Input material:
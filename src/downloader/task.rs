//! Day download tasks and the batch summary

use std::path::{Path, PathBuf};
use std::time::Duration;

use super::config::{MAX_FAILED_DAYS_DISPLAYED, PARTIAL_SUFFIX};
use super::DownloadError;
use crate::output::path::day_file_name;

/// Terminal result of one day
#[derive(Debug, Clone, PartialEq, Eq)]
pub enum DayOutcome {
    /// Artifact written; size in bytes
    Downloaded {
        /// Bytes written
        bytes: u64,
    },
    /// Every attempt failed, or the day was interrupted
    Failed {
        /// Last error message
        error: String,
        /// Metrics label of the last error
        reason: &'static str,
    },
}

/// One day pending retrieval
#[derive(Debug, Clone)]
pub struct DownloadTask {
    /// Day string (`YYYY-MM-DD`)
    pub day: String,
    /// Final artifact path
    pub target: PathBuf,
    /// Attempts made so far
    pub attempts: u32,
    /// Set once the day is finished
    pub outcome: Option<DayOutcome>,
}

impl DownloadTask {
    /// Task for `day` writing into `files_dir`
    pub fn new(day: impl Into<String>, files_dir: &Path) -> Self {
        let day = day.into();
        let target = files_dir.join(day_file_name(&day));
        Self {
            day,
            target,
            attempts: 0,
            outcome: None,
        }
    }

    /// Path the artifact is streamed to before the final rename
    pub fn partial_path(&self) -> PathBuf {
        let mut name = self.target.clone().into_os_string();
        name.push(PARTIAL_SUFFIX);
        PathBuf::from(name)
    }

    /// Mark the task as downloaded
    pub fn succeed(&mut self, bytes: u64) {
        self.outcome = Some(DayOutcome::Downloaded { bytes });
    }

    /// Mark the task as failed with its last error
    pub fn fail(&mut self, error: &DownloadError) {
        self.outcome = Some(DayOutcome::Failed {
            error: error.to_string(),
            reason: error.reason(),
        });
    }
}

/// A day that was downloaded
#[derive(Debug, Clone, PartialEq, Eq)]
pub struct DownloadedDay {
    /// Day string
    pub day: String,
    /// Artifact path
    pub path: PathBuf,
    /// Bytes written
    pub bytes: u64,
    /// Attempts it took
    pub attempts: u32,
}

/// A day that could not be downloaded
#[derive(Debug, Clone, PartialEq, Eq)]
pub struct FailedDay {
    /// Day string
    pub day: String,
    /// Last error message
    pub error: String,
    /// Attempts made
    pub attempts: u32,
}

/// Result of a download batch
#[derive(Debug, Clone, Default)]
pub struct DownloadSummary {
    /// Downloaded days, ascending by day
    pub succeeded: Vec<DownloadedDay>,
    /// Failed days, ascending by day
    pub failed: Vec<FailedDay>,
    /// Bytes written across all days
    pub total_bytes: u64,
    /// Wall time of the batch
    pub elapsed: Duration,
}

impl DownloadSummary {
    /// Build a summary from finished tasks
    pub fn from_tasks(tasks: Vec<DownloadTask>, elapsed: Duration) -> Self {
        let mut summary = Self {
            elapsed,
            ..Self::default()
        };

        for task in tasks {
            match task.outcome {
                Some(DayOutcome::Downloaded { bytes }) => {
                    summary.total_bytes += bytes;
                    summary.succeeded.push(DownloadedDay {
                        day: task.day,
                        path: task.target,
                        bytes,
                        attempts: task.attempts,
                    });
                }
                Some(DayOutcome::Failed { error, .. }) => summary.failed.push(FailedDay {
                    day: task.day,
                    error,
                    attempts: task.attempts,
                }),
                None => summary.failed.push(FailedDay {
                    day: task.day,
                    error: "download did not finish".to_string(),
                    attempts: task.attempts,
                }),
            }
        }

        summary.succeeded.sort_by(|a, b| a.day.cmp(&b.day));
        summary.failed.sort_by(|a, b| a.day.cmp(&b.day));
        summary
    }

    /// Days attempted
    pub fn total_days(&self) -> usize {
        self.succeeded.len() + self.failed.len()
    }

    /// Whether no day failed
    pub fn all_succeeded(&self) -> bool {
        self.failed.is_empty()
    }

    /// Average throughput in bytes per second
    pub fn throughput_bytes_per_sec(&self) -> f64 {
        let secs = self.elapsed.as_secs_f64();
        if secs > 0.0 {
            self.total_bytes as f64 / secs
        } else {
            0.0
        }
    }

    /// Failure lines for display, capped, with a trailing "... and N more"
    pub fn failure_lines(&self) -> Vec<String> {
        let mut lines: Vec<String> = self
            .failed
            .iter()
            .take(MAX_FAILED_DAYS_DISPLAYED)
            .map(|f| format!("{} ({} attempt(s)): {}", f.day, f.attempts, f.error))
            .collect();
        if self.failed.len() > MAX_FAILED_DAYS_DISPLAYED {
            lines.push(format!(
                "... and {} more",
                self.failed.len() - MAX_FAILED_DAYS_DISPLAYED
            ));
        }
        lines
    }
}
//! Reading one day artifact: gzip-compressed, newline-delimited JSON objects

use flate2::read::GzDecoder;
use serde_json::Value;
use std::fs::File;
use std::io::{BufRead, BufReader};
use std::path::{Path, PathBuf};
use tracing::{debug, warn};

use super::TransformError;
use crate::job::reconcile::parse_day;
use crate::output::path::{DAY_FILE_PREFIX, DAY_FILE_SUFFIX};
use crate::Record;

/// Parse errors tolerated per file before the rest of it is skipped
pub const MAX_PARSE_ERRORS_PER_FILE: usize = 100;

/// Day encoded in an artifact file name (`export_<YYYY-MM-DD>.json.gz`)
pub fn day_from_filename(file_name: &str) -> Option<String> {
    let day = file_name
        .strip_prefix(DAY_FILE_PREFIX)?
        .strip_suffix(DAY_FILE_SUFFIX)?;
    parse_day(day).ok()?;
    Some(day.to_string())
}

/// Records read from one artifact
#[derive(Debug, Clone, Default)]
pub struct ParsedArtifact {
    /// Day the artifact belongs to
    pub day: String,
    /// Source file
    pub path: PathBuf,
    /// Parsed records in file order
    pub records: Vec<Record>,
    /// Non-blank lines seen
    pub lines_read: usize,
    /// Lines that were not JSON objects
    pub skipped_lines: usize,
    /// Whether reading stopped at the parse error cap
    pub truncated: bool,
}

/// Decompress and parse one artifact.
///
/// Blank lines are ignored. Lines that are not JSON objects are logged and
/// skipped until `max_parse_errors` is reached, after which the remainder of
/// the file is ignored. Read failures (corrupt gzip, truncated file) fail the
/// whole file.
pub fn parse_artifact(
    path: &Path,
    day: &str,
    max_parse_errors: usize,
) -> Result<ParsedArtifact, TransformError> {
    let file = File::open(path).map_err(|e| TransformError::io(path, e))?;
    let reader = BufReader::new(GzDecoder::new(file));

    let mut parsed = ParsedArtifact {
        day: day.to_string(),
        path: path.to_path_buf(),
        ..ParsedArtifact::default()
    };

    for (index, line) in reader.split(b'\n').enumerate() {
        let line = line.map_err(|e| TransformError::io(path, e))?;
        if line.iter().all(u8::is_ascii_whitespace) {
            continue;
        }
        parsed.lines_read += 1;

        match serde_json::from_slice::<Value>(&line) {
            Ok(Value::Object(record)) => parsed.records.push(record),
            Ok(other) => {
                parsed.skipped_lines += 1;
                warn!(
                    file = %path.display(),
                    line = index + 1,
                    kind = json_kind(&other),
                    "Skipping line that is not a JSON object"
                );
            }
            Err(e) => {
                parsed.skipped_lines += 1;
                warn!(file = %path.display(), line = index + 1, error = %e, "Skipping invalid JSON line");
            }
        }

        if parsed.skipped_lines >= max_parse_errors {
            parsed.truncated = true;
            warn!(
                file = %path.display(),
                errors = parsed.skipped_lines,
                "Too many parse errors, ignoring the rest of the file"
            );
            break;
        }
    }

    debug!(
        file = %path.display(),
        records = parsed.records.len(),
        skipped = parsed.skipped_lines,
        "Artifact parsed"
    );
    Ok(parsed)
}

fn json_kind(value: &Value) -> &'static str {
    match value {
        Value::Null => "null",
        Value::Bool(_) => "bool",
        Value::Number(_) => "number",
        Value::String(_) => "string",
        Value::Array(_) => "array",
        Value::Object(_) => "object",
    }
}
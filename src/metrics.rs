//! Pipeline metrics
//!
//! Counters and histograms for day downloads, job polling and the report
//! transform. Without an installed recorder the `metrics` macros are no-ops;
//! the CLI installs the Prometheus exporter only when `--metrics-addr` is given.

use metrics::{counter, describe_counter, describe_histogram, histogram, Unit};
use metrics_exporter_prometheus::{BuildError, PrometheusBuilder};
use std::net::SocketAddr;
use std::sync::Mutex;
use std::time::{Duration, Instant};
use tracing::{debug, info, warn};

static METRICS_INITIALIZED: Mutex<bool> = Mutex::new(false);

/// Install the Prometheus exporter and describe every metric.
///
/// Must run inside a tokio runtime. Calling it again is a no-op.
pub fn init_metrics(addr: SocketAddr) -> Result<(), BuildError> {
    let mut initialized = match METRICS_INITIALIZED.lock() {
        Ok(guard) => guard,
        Err(poisoned) => poisoned.into_inner(),
    };
    if *initialized {
        debug!("Metrics already initialized, skipping");
        return Ok(());
    }

    PrometheusBuilder::new().with_http_listener(addr).install()?;

    describe_counter!(
        "day_downloads_completed_total",
        Unit::Count,
        "Day artifacts downloaded successfully"
    );
    describe_counter!(
        "day_downloads_failed_total",
        Unit::Count,
        "Day artifacts that failed after every attempt"
    );
    describe_counter!(
        "day_download_bytes_total",
        Unit::Bytes,
        "Compressed bytes written to disk"
    );
    describe_counter!(
        "day_download_retries_total",
        Unit::Count,
        "Retry attempts across all days"
    );
    describe_histogram!(
        "day_download_duration_seconds",
        Unit::Seconds,
        "Wall time per day including retries"
    );
    describe_histogram!(
        "retry_backoff_duration_seconds",
        Unit::Seconds,
        "Backoff slept before a retry"
    );
    describe_counter!(
        "job_poll_ticks_total",
        Unit::Count,
        "Job status checks by outcome"
    );
    describe_counter!(
        "report_records_total",
        Unit::Count,
        "Records parsed from day artifacts"
    );
    describe_counter!(
        "report_parse_errors_total",
        Unit::Count,
        "Lines skipped because they were not JSON objects"
    );

    *initialized = true;
    info!("Metrics exporter listening on {}", addr);
    Ok(())
}

/// Whether the exporter has been installed
pub fn is_initialized() -> bool {
    match METRICS_INITIALIZED.lock() {
        Ok(guard) => *guard,
        Err(poisoned) => *poisoned.into_inner(),
    }
}

/// Timing and outcome of one day download
pub struct DayDownloadMetrics {
    day: String,
    start_time: Instant,
}

impl DayDownloadMetrics {
    /// Start tracking a day
    pub fn start(day: impl Into<String>) -> Self {
        Self {
            day: day.into(),
            start_time: Instant::now(),
        }
    }

    /// Record a successful download
    pub fn record_success(&self, bytes: u64, attempts: u32) {
        let duration = self.start_time.elapsed();

        counter!("day_downloads_completed_total").increment(1);
        counter!("day_download_bytes_total").increment(bytes);
        histogram!("day_download_duration_seconds", "outcome" => "success")
            .record(duration.as_secs_f64());

        debug!(
            day = %self.day,
            bytes,
            attempts,
            duration_ms = duration.as_millis() as u64,
            "Day download recorded"
        );
    }

    /// Record a permanent failure
    pub fn record_failure(&self, reason: &'static str) {
        let duration = self.start_time.elapsed();

        counter!("day_downloads_failed_total", "reason" => reason).increment(1);
        histogram!("day_download_duration_seconds", "outcome" => "failure")
            .record(duration.as_secs_f64());

        warn!(
            day = %self.day,
            reason,
            duration_ms = duration.as_millis() as u64,
            "Day download failure recorded"
        );
    }
}

/// Record a retry and the backoff slept before it
pub fn record_retry_backoff(duration: Duration, attempt: u32) {
    counter!("day_download_retries_total").increment(1);
    histogram!("retry_backoff_duration_seconds").record(duration.as_secs_f64());

    debug!(
        attempt,
        backoff_ms = duration.as_millis() as u64,
        "Retry backoff recorded"
    );
}

/// Record one job status check; `outcome` is `waiting`, `complete` or `error`
pub fn record_poll_tick(outcome: &'static str) {
    counter!("job_poll_ticks_total", "outcome" => outcome).increment(1);
}

/// Record the totals of one transform run
pub fn record_transform(records: u64, parse_errors: u64) {
    counter!("report_records_total").increment(records);
    counter!("report_parse_errors_total").increment(parse_errors);
}
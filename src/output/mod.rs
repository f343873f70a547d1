//! Report output: on-disk layout and `;`-delimited serialization

pub mod csv;
pub mod path;

pub use csv::{format_cell, render_report, write_atomic, RenderedReport, ROW_ERROR_PLACEHOLDER};
pub use path::{day_file_name, sanitize_folder_name, JobLayout};

/// Output errors
#[derive(Debug, thiserror::Error)]
pub enum OutputError {
    /// Filesystem failure
    #[error("IO error on {path}: {source}")]
    Io {
        /// File or directory involved
        path: std::path::PathBuf,
        /// Underlying error
        #[source]
        source: std::io::Error,
    },

    /// Destination has no parent directory to stage a temporary file in
    #[error("cannot determine parent directory for {0}")]
    NoParent(std::path::PathBuf),
}

/// Result type for output operations
pub type OutputResult<T> = Result<T, OutputError>;
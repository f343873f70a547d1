//! Runtime configuration
//!
//! Defaults are overridden by environment variables, which are in turn
//! overridden by CLI flags (see [`crate::cli::Cli::apply_overrides`]).

use crate::downloader::config::{
    DEFAULT_CONCURRENCY, DEFAULT_DOWNLOAD_DEADLINE_SECS, INITIAL_BACKOFF_MS, MAX_RETRIES,
};
use crate::remote::Credentials;
use std::path::PathBuf;
use std::str::FromStr;
use std::time::Duration;

/// Default export service endpoint
pub const DEFAULT_BASE_URL: &str = "https://bulkexports.twilio.com";

/// Default resource type exported
pub const DEFAULT_RESOURCE_TYPE: &str = "Messages";

/// HTTP request timeout (seconds) for API and content calls
pub const DEFAULT_REQUEST_TIMEOUT_SECS: u64 = 30;

/// Seconds between two job status checks
pub const DEFAULT_POLL_INTERVAL_SECS: u64 = 30;

/// Longest time to wait for a job to finish (seconds).
/// Exports of a full month routinely take well over an hour.
pub const DEFAULT_MAX_WAIT_SECS: u64 = 3 * 60 * 60;

/// Delay before the first status check of a freshly created job (seconds).
/// New jobs never finish inside their first minute.
pub const DEFAULT_NEW_JOB_INITIAL_DELAY_SECS: u64 = 60;

/// Number of recent jobs inspected when looking for a reusable one
pub const DEFAULT_JOB_LIST_LIMIT: usize = 50;

/// Configuration errors
#[derive(Debug, thiserror::Error)]
pub enum ConfigError {
    /// Environment variable holds a value that does not parse
    #[error("invalid value for {name}: {value:?} ({reason})")]
    InvalidValue {
        /// Variable name
        name: String,
        /// Raw value
        value: String,
        /// Parse failure
        reason: String,
    },
}

/// Settings consumed by every pipeline stage
#[derive(Debug, Clone)]
pub struct ExportConfig {
    /// Export service base URL
    pub base_url: String,
    /// Per-request timeout
    pub request_timeout: Duration,
    /// Retries per day after the first attempt
    pub max_retries: u32,
    /// Root directory for job folders
    pub download_root: PathBuf,
    /// Resource type to export
    pub resource_type: String,
    /// Interval between status checks
    pub poll_interval: Duration,
    /// Maximum total wait for job completion
    pub max_wait: Duration,
    /// Delay before the first status check of a newly created job
    pub new_job_initial_delay: Duration,
    /// Concurrent day downloads
    pub concurrency: usize,
    /// Backoff unit for day retries
    pub backoff_base: Duration,
    /// Wall-clock cap for the whole download phase
    pub download_deadline: Option<Duration>,
    /// Recent jobs inspected when resolving an existing job
    pub job_list_limit: usize,
    /// Optional basic-auth credentials
    pub credentials: Option<Credentials>,
}

impl Default for ExportConfig {
    fn default() -> Self {
        Self {
            base_url: DEFAULT_BASE_URL.to_string(),
            request_timeout: Duration::from_secs(DEFAULT_REQUEST_TIMEOUT_SECS),
            max_retries: MAX_RETRIES,
            download_root: PathBuf::from("downloads"),
            resource_type: DEFAULT_RESOURCE_TYPE.to_string(),
            poll_interval: Duration::from_secs(DEFAULT_POLL_INTERVAL_SECS),
            max_wait: Duration::from_secs(DEFAULT_MAX_WAIT_SECS),
            new_job_initial_delay: Duration::from_secs(DEFAULT_NEW_JOB_INITIAL_DELAY_SECS),
            concurrency: DEFAULT_CONCURRENCY,
            backoff_base: Duration::from_millis(INITIAL_BACKOFF_MS),
            download_deadline: Some(Duration::from_secs(DEFAULT_DOWNLOAD_DEADLINE_SECS)),
            job_list_limit: DEFAULT_JOB_LIST_LIMIT,
            credentials: None,
        }
    }
}

impl ExportConfig {
    /// Build configuration from defaults and the process environment
    pub fn from_env() -> Result<Self, ConfigError> {
        Self::from_lookup(|name| std::env::var(name).ok())
    }

    /// Build configuration from an arbitrary variable lookup
    pub fn from_lookup<F>(lookup: F) -> Result<Self, ConfigError>
    where
        F: Fn(&str) -> Option<String>,
    {
        let mut config = Self::default();

        if let Some(url) = lookup("BULK_EXPORT_BASE_URL") {
            config.base_url = url;
        }
        if let Some(secs) = parse_var::<u64, _>(&lookup, "BULK_EXPORT_TIMEOUT_SECS")? {
            config.request_timeout = Duration::from_secs(secs);
        }
        if let Some(retries) = parse_var::<u32, _>(&lookup, "BULK_EXPORT_MAX_RETRIES")? {
            config.max_retries = retries;
        }
        if let Some(root) = lookup("BULK_EXPORT_DOWNLOAD_ROOT") {
            config.download_root = PathBuf::from(root);
        }
        if let Some(resource) = lookup("BULK_EXPORT_RESOURCE_TYPE") {
            config.resource_type = resource;
        }
        if let Some(secs) = parse_nonzero(&lookup, "BULK_EXPORT_POLL_INTERVAL_SECS")? {
            config.poll_interval = Duration::from_secs(secs);
        }
        if let Some(secs) = parse_var::<u64, _>(&lookup, "BULK_EXPORT_MAX_WAIT_SECS")? {
            config.max_wait = Duration::from_secs(secs);
        }
        if let Some(secs) = parse_var::<u64, _>(&lookup, "BULK_EXPORT_INITIAL_DELAY_SECS")? {
            config.new_job_initial_delay = Duration::from_secs(secs);
        }
        if let Some(concurrency) = parse_nonzero(&lookup, "BULK_EXPORT_CONCURRENCY")? {
            config.concurrency = concurrency as usize;
        }
        if let Some(ms) = parse_var::<u64, _>(&lookup, "BULK_EXPORT_BACKOFF_MS")? {
            config.backoff_base = Duration::from_millis(ms);
        }
        // 0 disables the download deadline
        if let Some(secs) = parse_var::<u64, _>(&lookup, "BULK_EXPORT_DOWNLOAD_DEADLINE_SECS")? {
            config.download_deadline = (secs > 0).then(|| Duration::from_secs(secs));
        }
        if let Some(limit) = parse_nonzero(&lookup, "BULK_EXPORT_JOB_LIST_LIMIT")? {
            config.job_list_limit = limit as usize;
        }

        let username = lookup("BULK_EXPORT_USERNAME");
        let password = lookup("BULK_EXPORT_PASSWORD");
        if let (Some(username), Some(password)) = (username, password) {
            config.credentials = Some(Credentials { username, password });
        }

        Ok(config)
    }
}

fn parse_var<T, F>(lookup: &F, name: &str) -> Result<Option<T>, ConfigError>
where
    T: FromStr,
    T::Err: std::fmt::Display,
    F: Fn(&str) -> Option<String>,
{
    match lookup(name) {
        None => Ok(None),
        Some(raw) => raw
            .trim()
            .parse::<T>()
            .map(Some)
            .map_err(|e| ConfigError::InvalidValue {
                name: name.to_string(),
                value: raw.clone(),
                reason: e.to_string(),
            }),
    }
}

fn parse_nonzero<F>(lookup: &F, name: &str) -> Result<Option<u64>, ConfigError>
where
    F: Fn(&str) -> Option<String>,
{
    match parse_var::<u64, _>(lookup, name)? {
        Some(0) => Err(ConfigError::InvalidValue {
            name: name.to_string(),
            value: "0".to_string(),
            reason: "must be at least 1".to_string(),
        }),
        other => Ok(other),
    }
}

What you will do:
Retype exactly, and only, the lines above from the one where "bytes per second" occurs up to and including the one where "pub const MAX_PARSE_ERRORS_PER_FILE: usize" occurs.

Task answer:
    /// Average throughput in bytes per second
    pub fn throughput_bytes_per_sec(&self) -> f64 {
        let secs = self.elapsed.as_secs_f64();
        if secs > 0.0 {
            self.total_bytes as f64 / secs
        } else {
            0.0
        }
    }

    /// Failure lines for display, capped, with a trailing "... and N more"
    pub fn failure_lines(&self) -> Vec<String> {
        let mut lines: Vec<String> = self
            .failed
            .iter()
            .take(MAX_FAILED_DAYS_DISPLAYED)
            .map(|f| format!("{} ({} attempt(s)): {}", f.day, f.attempts, f.error))
            .collect();
        if self.failed.len() > MAX_FAILED_DAYS_DISPLAYED {
            lines.push(format!(
                "... and {} more",
                self.failed.len() - MAX_FAILED_DAYS_DISPLAYED
            ));
        }
        lines
    }
}
//! Reading one day artifact: gzip-compressed, newline-delimited JSON objects

use flate2::read::GzDecoder;
use serde_json::Value;
use std::fs::File;
use std::io::{BufRead, BufReader};
use std::path::{Path, PathBuf};
use tracing::{debug, warn};

use super::TransformError;
use crate::job::reconcile::parse_day;
use crate::output::path::{DAY_FILE_PREFIX, DAY_FILE_SUFFIX};
use crate::Record;

/// Parse errors tolerated per file before the rest of it is skipped
pub const MAX_PARSE_ERRORS_PER_FILE: usize = 100;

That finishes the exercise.